Whatever the benefits of carbon-control efforts in the long term, however, the economic crisis has raised concerns that financially hobbled governments and businesses will not have the will — or capacity — to make the necessary hard choices in the short term. Overhauling the energy sector, and thus the entire economy, won't be cheap. And for a time, at least, it is bound to push up energy prices as cleaner technologies are brought on line.
Those fears seemed to play out last month as the European Union delayed a decision on its climate policy after opposition from Poland and other coal-dependent nations, which feared additional burdens for their domestic industries (see Nature 455, 1008; 2008). And the crisis may have had a role in the Canadian elections as voters backed the incumbent Conservative Steven Harper over Liberal opposition leader Stephane Dion, who had been pushing for carbon taxes to put Canada's economy on a greener path.
But the news isn't all bad. The United Kingdom recently adopted the world's first law mandating substantial long-term emissions cuts. The bill, which would cut emissions by 80% from 1990 levels by 2050, passed only after being strengthened to include a provision on emissions from aviation.

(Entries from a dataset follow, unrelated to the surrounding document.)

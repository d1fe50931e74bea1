//! Chunked batch upsert (§4.H), grounded on
//! `examples/original_source/dao/pigeon_dao.py::insert_or_update_pigeon_info_batch`
//! (the `INSERT ... ON DUPLICATE KEY UPDATE` shape) with the legacy
//! `VALUES(col)` form replaced by the row-alias `AS NEW` form SPEC_FULL.md §4.H
//! names explicitly (MySQL 8.0.19+). Retry-on-deadlock wraps every chunk.

use std::time::Duration;

use sqlx::mysql::MySql;
use sqlx::{MySqlPool, QueryBuilder};

use crate::error::StoreError;
use crate::models::domain::{Auction, BidRecord, Pigeon, Section};

const DEFAULT_CHUNK_SIZE: usize = 1000;
const RETRY_BASE: Duration = Duration::from_millis(200);
const MAX_RETRIES: u32 = 3;

/// Runs `attempt` up to `MAX_RETRIES + 1` times, retrying only on deadlock /
/// lock-wait-timeout (vendor codes 1213, 1205) with exponential backoff.
async fn with_retry<F, Fut, T>(attempt: F) -> Result<T, StoreError>
where
    F: Fn() -> Fut,
    Fut: std::future::Future<Output = Result<T, sqlx::Error>>,
{
    let mut backoff = RETRY_BASE;
    for try_no in 0..=MAX_RETRIES {
        match attempt().await {
            Ok(v) => return Ok(v),
            Err(e) if StoreError::is_retryable(&e) && try_no < MAX_RETRIES => {
                let code = StoreError::vendor_code(&e).unwrap_or(0);
                tracing::warn!(try_no, code, "transient store error, retrying after backoff");
                tokio::time::sleep(backoff).await;
                backoff *= 2;
            }
            Err(e) if StoreError::is_retryable(&e) => {
                let code = StoreError::vendor_code(&e).unwrap_or(0);
                return Err(StoreError::RetriesExhausted { code });
            }
            Err(e) => return Err(StoreError::from(e)),
        }
    }
    unreachable!("loop always returns within MAX_RETRIES+1 iterations")
}

fn chunks<T>(items: &[T], size: usize) -> impl Iterator<Item = &[T]> {
    items.chunks(size.max(1))
}

pub async fn upsert_auctions(pool: &MySqlPool, rows: &[Auction]) -> Result<(), StoreError> {
    let mut sorted: Vec<&Auction> = rows.iter().collect();
    sorted.sort_by_key(|a| a.id);
    for chunk in chunks(&sorted, DEFAULT_CHUNK_SIZE) {
        with_retry(|| async {
            let mut qb: QueryBuilder<MySql> = QueryBuilder::new(
                "INSERT INTO auctions (id, name, organizer_name, organizer_phone, \
                 customer_service_phone, start_ts, end_ts, status_name, live_status_name) ",
            );
            qb.push_values(chunk.iter(), |mut b, a| {
                b.push_bind(a.id)
                    .push_bind(&a.name)
                    .push_bind(&a.organizer_name)
                    .push_bind(&a.organizer_phone)
                    .push_bind(&a.customer_service_phone)
                    .push_bind(a.start_ts)
                    .push_bind(a.end_ts)
                    .push_bind(&a.status_name)
                    .push_bind(&a.live_status_name);
            });
            qb.push(
                " AS new_row ON DUPLICATE KEY UPDATE \
                 name = new_row.name, organizer_name = new_row.organizer_name, \
                 organizer_phone = new_row.organizer_phone, \
                 customer_service_phone = new_row.customer_service_phone, \
                 start_ts = new_row.start_ts, end_ts = new_row.end_ts, \
                 status_name = new_row.status_name, live_status_name = new_row.live_status_name",
            );
            qb.build().execute(pool).await
        })
        .await?;
    }
    Ok(())
}

pub async fn upsert_sections(pool: &MySqlPool, rows: &[Section]) -> Result<(), StoreError> {
    let mut sorted: Vec<&Section> = rows.iter().collect();
    sorted.sort_by_key(|s| s.id);
    for chunk in chunks(&sorted, DEFAULT_CHUNK_SIZE) {
        with_retry(|| async {
            let mut qb: QueryBuilder<MySql> = QueryBuilder::new(
                "INSERT INTO sections (id, auction_id, name, match_id, start_rank, end_rank, \
                 count, sort_type, start_price, create_ts, status_name) ",
            );
            qb.push_values(chunk.iter(), |mut b, s| {
                let sort_type = s.sort_type.map(|t| match t {
                    crate::models::domain::SortType::Asc => "asc",
                    crate::models::domain::SortType::Desc => "desc",
                });
                b.push_bind(s.id)
                    .push_bind(s.auction_id)
                    .push_bind(&s.name)
                    .push_bind(s.match_id)
                    .push_bind(s.start_rank)
                    .push_bind(s.end_rank)
                    .push_bind(s.count)
                    .push_bind(sort_type)
                    .push_bind(s.start_price)
                    .push_bind(s.create_ts)
                    .push_bind(&s.status_name);
            });
            qb.push(
                " AS new_row ON DUPLICATE KEY UPDATE \
                 auction_id = new_row.auction_id, name = new_row.name, \
                 match_id = new_row.match_id, start_rank = new_row.start_rank, \
                 end_rank = new_row.end_rank, count = new_row.count, \
                 sort_type = new_row.sort_type, start_price = new_row.start_price, \
                 create_ts = new_row.create_ts, status_name = new_row.status_name",
            );
            qb.build().execute(pool).await
        })
        .await?;
    }
    Ok(())
}

pub async fn upsert_pigeons(pool: &MySqlPool, rows: &[Pigeon]) -> Result<(), StoreError> {
    let mut sorted: Vec<&Pigeon> = rows.iter().collect();
    sorted.sort_by_key(|p| p.id);
    for chunk in chunks(&sorted, DEFAULT_CHUNK_SIZE) {
        with_retry(|| async {
            let mut qb: QueryBuilder<MySql> = QueryBuilder::new(
                "INSERT INTO pigeons (id, code, auction_id, section_id, name, foot_ring, \
                 feather_color, matcher_name, start_price, start_ts, end_ts, status_name, \
                 bid_user_code, bid_user_nickname, bid_quote, bid_time, order_no, view_count) ",
            );
            qb.push_values(chunk.iter(), |mut b, p| {
                b.push_bind(p.id)
                    .push_bind(&p.code)
                    .push_bind(p.auction_id)
                    .push_bind(p.section_id)
                    .push_bind(&p.name)
                    .push_bind(&p.foot_ring)
                    .push_bind(&p.feather_color)
                    .push_bind(&p.matcher_name)
                    .push_bind(p.start_price)
                    .push_bind(p.start_ts)
                    .push_bind(p.end_ts)
                    .push_bind(&p.status_name)
                    .push_bind(&p.bid_user_code)
                    .push_bind(&p.bid_user_nickname)
                    .push_bind(p.bid_quote)
                    .push_bind(p.bid_time)
                    .push_bind(&p.order_no)
                    .push_bind(p.view_count);
            });
            qb.push(
                " AS new_row ON DUPLICATE KEY UPDATE \
                 code = new_row.code, auction_id = new_row.auction_id, \
                 section_id = new_row.section_id, name = new_row.name, \
                 foot_ring = new_row.foot_ring, feather_color = new_row.feather_color, \
                 matcher_name = new_row.matcher_name, start_price = new_row.start_price, \
                 start_ts = new_row.start_ts, end_ts = new_row.end_ts, \
                 status_name = new_row.status_name, bid_user_code = new_row.bid_user_code, \
                 bid_user_nickname = new_row.bid_user_nickname, bid_quote = new_row.bid_quote, \
                 bid_time = new_row.bid_time, order_no = new_row.order_no, \
                 view_count = new_row.view_count",
            );
            qb.build().execute(pool).await
        })
        .await?;
    }
    Ok(())
}

pub async fn upsert_bid_records(pool: &MySqlPool, rows: &[BidRecord]) -> Result<(), StoreError> {
    let mut sorted: Vec<&BidRecord> = rows.iter().collect();
    sorted.sort_by_key(|r| r.id);
    for chunk in chunks(&sorted, DEFAULT_CHUNK_SIZE) {
        with_retry(|| async {
            let mut qb: QueryBuilder<MySql> = QueryBuilder::new(
                "INSERT INTO bid_records (id, code, auction_id, pigeon_id, quote, margin, type, \
                 status, user_id, user_code, user_nickname, create_ts, update_ts, cancel_ts, \
                 cancel_reason) ",
            );
            qb.push_values(chunk.iter(), |mut b, r| {
                b.push_bind(r.id)
                    .push_bind(&r.code)
                    .push_bind(r.auction_id)
                    .push_bind(r.pigeon_id)
                    .push_bind(r.quote)
                    .push_bind(r.margin)
                    .push_bind(&r.kind)
                    .push_bind(&r.status)
                    .push_bind(r.user_id)
                    .push_bind(&r.user_code)
                    .push_bind(&r.user_nickname)
                    .push_bind(r.create_ts)
                    .push_bind(r.update_ts)
                    .push_bind(r.cancel_ts)
                    .push_bind(&r.cancel_reason);
            });
            qb.push(
                " AS new_row ON DUPLICATE KEY UPDATE \
                 code = new_row.code, quote = new_row.quote, margin = new_row.margin, \
                 type = new_row.type, status = new_row.status, user_id = new_row.user_id, \
                 user_code = new_row.user_code, user_nickname = new_row.user_nickname, \
                 update_ts = new_row.update_ts, cancel_ts = new_row.cancel_ts, \
                 cancel_reason = new_row.cancel_reason",
            );
            qb.build().execute(pool).await
        })
        .await?;
    }
    Ok(())
}

/// Status sweep: rows present in `table` but absent from `live_ids` are
/// marked finished. Skipped entirely when `live_ids` is empty, per §4.H —
/// an empty fetch must never be read as "everything finished".
pub async fn sweep_finished(
    pool: &MySqlPool,
    table: &str,
    live_ids: &[i64],
    auction_scope: Option<i64>,
) -> Result<u64, StoreError> {
    if live_ids.is_empty() {
        tracing::debug!(table, "skipping status sweep: empty live set");
        return Ok(0);
    }
    let placeholders = live_ids.iter().map(|_| "?").collect::<Vec<_>>().join(",");
    let sql = match auction_scope {
        Some(_) => format!(
            "UPDATE {table} SET status_name = 'finished' \
             WHERE auction_id = ? AND id NOT IN ({placeholders})"
        ),
        None => format!("UPDATE {table} SET status_name = 'finished' WHERE id NOT IN ({placeholders})"),
    };
    let result = with_retry(|| {
        let sql = sql.clone();
        async move {
            let mut query = sqlx::query(&sql);
            if let Some(auction_id) = auction_scope {
                query = query.bind(auction_id);
            }
            for id in live_ids {
                query = query.bind(id);
            }
            query.execute(pool).await
        }
    })
    .await?;
    Ok(result.rows_affected())
}
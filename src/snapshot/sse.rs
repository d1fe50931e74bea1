//! SSE transport (§4.J), grounded on
//! `examples/original_source/pigeon_socket/sse_runner.py::_sse`: emit the
//! current snapshot immediately on connect, then stream updates with a
//! keep-alive comment on idle, and turn any setup failure into a single
//! `event: error` frame instead of a broken connection.

use std::convert::Infallible;
use std::sync::Arc;
use std::time::Duration;

use axum::extract::{Query, State};
use axum::response::sse::{Event, KeepAlive, Sse};
use axum::response::IntoResponse;
use axum::routing::get;
use axum::Router;
use futures_util::stream::{self, Stream, StreamExt};
use serde::{Deserialize, Serialize};
use tower_http::cors::{Any, CorsLayer};

use crate::models::domain::Snapshot;
use crate::snapshot::bus::SnapshotBus;

const KEEP_ALIVE_INTERVAL: Duration = Duration::from_secs(15);
const MIN_CLIENT_INTERVAL_MS: u64 = 50;
const DEFAULT_CLIENT_INTERVAL_MS: u64 = 500;

#[derive(Debug, Deserialize)]
struct SseParams {
    interval_ms: Option<u64>,
}

#[derive(Debug, Serialize)]
struct ErrorPayload {
    code: &'static str,
    message: String,
    ts: i64,
}

enum SseItem {
    Bids(Snapshot),
    Error(ErrorPayload),
}

fn to_event(item: SseItem) -> Event {
    match item {
        SseItem::Bids(snap) => Event::default()
            .event("bids")
            .json_data(snap)
            .unwrap_or_else(|_| Event::default().event("error").data("{\"message\":\"serialization failed\"}")),
        SseItem::Error(err) => Event::default()
            .event("error")
            .json_data(err)
            .unwrap_or_else(|_| Event::default().event("error").data("{\"message\":\"error payload serialization failed\"}")),
    }
}

async fn sse_handler(
    State(bus): State<Arc<SnapshotBus>>,
    Query(params): Query<SseParams>,
) -> Sse<impl Stream<Item = Result<Event, Infallible>>> {
    let requested = params.interval_ms.unwrap_or(DEFAULT_CLIENT_INTERVAL_MS);
    let interval_ms = requested.max(MIN_CLIENT_INTERVAL_MS);
    tracing::info!(requested_ms = requested, clamped_ms = interval_ms, "sse client interval");

    let rx = bus.subscribe();
    let initial = bus.peek();

    let initial_stream: std::pin::Pin<Box<dyn Stream<Item = SseItem> + Send>> = match initial {
        Some(snap) => Box::pin(stream::once(async move { SseItem::Bids(snap) })),
        None => Box::pin(stream::empty()),
    };

    let updates = stream::unfold(Some(rx), move |state| async move {
        let mut rx = state?;
        match rx.changed().await {
            Ok(()) => rx.borrow().clone().map(|snap| (SseItem::Bids(snap), Some(rx))),
            Err(_) => Some((
                SseItem::Error(ErrorPayload {
                    code: "bus_closed",
                    message: "snapshot bus shut down".to_string(),
                    ts: current_ts_ms(),
                }),
                None,
            )),
        }
    });

    let combined = initial_stream.chain(updates).map(|item| Ok(to_event(item)));

    Sse::new(combined).keep_alive(
        KeepAlive::new()
            .interval(KEEP_ALIVE_INTERVAL)
            .text("keep-alive"),
    )
}

fn current_ts_ms() -> i64 {
    std::time::SystemTime::now()
        .duration_since(std::time::UNIX_EPOCH)
        .map(|d| d.as_millis() as i64)
        .unwrap_or(0)
}

async fn trigger_handler(State(bus): State<Arc<SnapshotBus>>) -> impl IntoResponse {
    use axum::http::StatusCode;
    use axum::Json;

    match bus.peek() {
        Some(snap) => (StatusCode::OK, Json(serde_json::to_value(snap).unwrap_or_default())),
        None => (
            StatusCode::SERVICE_UNAVAILABLE,
            Json(serde_json::json!({ "error": "no snapshot yet" })),
        ),
    }
}

async fn healthz() -> impl IntoResponse {
    axum::Json(serde_json::json!({ "ok": true }))
}

/// Router exposing `/sse/pigeon`, `/api/trigger`, and `/healthz`, permissive
/// CORS on GET per SPEC_FULL.md §4.J.
pub fn router(bus: Arc<SnapshotBus>) -> Router {
    Router::new()
        .route("/sse/pigeon", get(sse_handler))
        .route("/api/trigger", axum::routing::post(trigger_handler))
        .route("/healthz", get(healthz))
        .layer(CorsLayer::new().allow_origin(Any).allow_methods(Any))
        .with_state(bus)
}

#[cfg(test)]
mod tests {
    use super::*;

    #[test]
    fn error_payload_serializes_with_code_and_ts() {
        let err = ErrorPayload {
            code: "bus_closed",
            message: "x".into(),
            ts: 123,
        };
        let v = serde_json::to_value(&err).unwrap();
        assert_eq!(v["code"], "bus_closed");
        assert_eq!(v["ts"], 123);
    }
}
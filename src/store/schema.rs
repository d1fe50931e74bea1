//! Schema bootstrap (§4.H): create tables if absent, add helper indexes
//! checked against `information_schema` rather than blind `CREATE INDEX`.
//!
//! Grounded on `examples/original_source/dao/pigeon_dao.py::ensure_table_pigeon_info`
//! and `examples/original_source/dao/gongpeng_dao.py`'s analogous table-creation
//! methods, collapsed into one bootstrap routine per SPEC_FULL.md §7.

use sqlx::MySqlPool;

const CREATE_AUCTIONS: &str = r#"
CREATE TABLE IF NOT EXISTS auctions (
    id BIGINT PRIMARY KEY,
    name VARCHAR(255) NOT NULL,
    organizer_name VARCHAR(255),
    organizer_phone VARCHAR(64),
    customer_service_phone VARCHAR(64),
    start_ts BIGINT,
    end_ts BIGINT,
    status_name VARCHAR(64),
    live_status_name VARCHAR(64)
) ENGINE = InnoDB DEFAULT CHARSET = utf8mb4
"#;

const CREATE_SECTIONS: &str = r#"
CREATE TABLE IF NOT EXISTS sections (
    id BIGINT PRIMARY KEY,
    auction_id BIGINT NOT NULL,
    name VARCHAR(255) NOT NULL,
    match_id BIGINT,
    start_rank BIGINT,
    end_rank BIGINT,
    count BIGINT,
    sort_type VARCHAR(8),
    start_price DECIMAL(12, 2),
    create_ts BIGINT,
    status_name VARCHAR(64)
) ENGINE = InnoDB DEFAULT CHARSET = utf8mb4
"#;

const CREATE_PIGEONS: &str = r#"
CREATE TABLE IF NOT EXISTS pigeons (
    id BIGINT PRIMARY KEY,
    code VARCHAR(255) NOT NULL,
    auction_id BIGINT NOT NULL,
    section_id BIGINT NOT NULL,
    name VARCHAR(255) NOT NULL,
    foot_ring VARCHAR(64),
    feather_color VARCHAR(64),
    matcher_name VARCHAR(255),
    start_price DECIMAL(12, 2),
    start_ts BIGINT,
    end_ts BIGINT,
    status_name VARCHAR(64),
    bid_user_code VARCHAR(255),
    bid_user_nickname VARCHAR(255),
    bid_quote DECIMAL(12, 2),
    bid_time BIGINT,
    order_no VARCHAR(255),
    view_count BIGINT NOT NULL DEFAULT 0
) ENGINE = InnoDB DEFAULT CHARSET = utf8mb4
"#;

const CREATE_BID_RECORDS: &str = r#"
CREATE TABLE IF NOT EXISTS bid_records (
    id BIGINT PRIMARY KEY,
    code VARCHAR(255),
    auction_id BIGINT NOT NULL,
    pigeon_id BIGINT NOT NULL,
    quote DECIMAL(12, 2) NOT NULL,
    margin DECIMAL(12, 2),
    type VARCHAR(32) NOT NULL,
    status VARCHAR(32) NOT NULL,
    user_id BIGINT,
    user_code VARCHAR(255),
    user_nickname VARCHAR(255),
    create_ts BIGINT,
    update_ts BIGINT,
    cancel_ts BIGINT,
    cancel_reason VARCHAR(255)
) ENGINE = InnoDB DEFAULT CHARSET = utf8mb4
"#;

async fn index_exists(pool: &MySqlPool, table: &str, index: &str) -> sqlx::Result<bool> {
    let row: Option<(i64,)> = sqlx::query_as(
        "SELECT COUNT(*) FROM information_schema.statistics \
         WHERE table_schema = DATABASE() AND table_name = ? AND index_name = ?",
    )
    .bind(table)
    .bind(index)
    .fetch_optional(pool)
    .await?;
    Ok(row.map(|(n,)| n > 0).unwrap_or(false))
}

async fn ensure_index(pool: &MySqlPool, table: &str, index: &str, ddl: &str) -> sqlx::Result<()> {
    if !index_exists(pool, table, index).await? {
        sqlx::query(ddl).execute(pool).await?;
    }
    Ok(())
}

/// Creates the four tables if absent and the indexes the hot-path queries need.
pub async fn ensure_schema(pool: &MySqlPool) -> sqlx::Result<()> {
    sqlx::query(CREATE_AUCTIONS).execute(pool).await?;
    sqlx::query(CREATE_SECTIONS).execute(pool).await?;
    sqlx::query(CREATE_PIGEONS).execute(pool).await?;
    sqlx::query(CREATE_BID_RECORDS).execute(pool).await?;

    ensure_index(
        pool,
        "bid_records",
        "idx_bid_records_user_code",
        "CREATE INDEX idx_bid_records_user_code ON bid_records (user_code)",
    )
    .await?;
    ensure_index(
        pool,
        "bid_records",
        "idx_bid_records_auction_id",
        "CREATE INDEX idx_bid_records_auction_id ON bid_records (auction_id)",
    )
    .await?;
    ensure_index(
        pool,
        "sections",
        "idx_sections_auction_id",
        "CREATE INDEX idx_sections_auction_id ON sections (auction_id)",
    )
    .await?;
    ensure_index(
        pool,
        "pigeons",
        "idx_pigeons_section_id",
        "CREATE INDEX idx_pigeons_section_id ON pigeons (section_id)",
    )
    .await?;
    Ok(())
}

Moreover, the United States — the largest sticking point in the global-climate negotiations — seems to have resoundingly reversed course with the election win of Obama and the strengthening of the Democratic Party. Few expect a congressional passage of a carbon-trading scheme to be easy, even with larger Democratic majorities; there are too many interests to be reconciled. But Capitol Hill is very aware of the potential pay-off. Greenhouse-gas regulations could create a vast new revenue stream that could be tapped to pay for clean technology or raided for other priorities.
And, Democrats (and many Republicans) have long been sympathetic to the argument that clean energy could generate millions of new jobs, serving as a boost to the ailing economy, and have not backed away from funding such measures. Last month, Congress tacked $17 billion in tax incentives for clean energy onto the $700-billion Wall Street bailout bill; they also enacted a $25-billion loan-guarantee programme to help car makers to retool their facilities for the production of fuel-efficient vehicles.
Of course, declining tax revenues and a growing national deficit could make such investments increasingly difficult. The financial sector's problems could also make it tougher for wind, solar and other green-energy companies to find financing for major projects. In addition, the price of carbon credits on the European Union's carbon trading scheme has fallen by roughly 40% since July — which translates into less investment in reducing emissions. And the plunge in oil prices — from $147 per barrel in July to just over $60 per barrel this week — is adding a whole new set of uncertainties.
Cheaper energy will put more money in the hands of consumers, and might well soften the looming recession. But it will also reduce demand for alternatives and could threaten investments in advanced-energy technology — particularly if wary investors want a faster pay-off. In some respects, this is exactly what happened after the price of oil collapsed in the 1980s.
Still, the difference this time is the concern over global warming, which isn't going away. Alden Meyer, director of strategy and policy for the Union of Concerned Scientists in Washington DC, points out that policy-makers will eventually have their hands forced by problems associated with global warming if they don't make the difficult choices now. "The reality is that there is no cost-free future."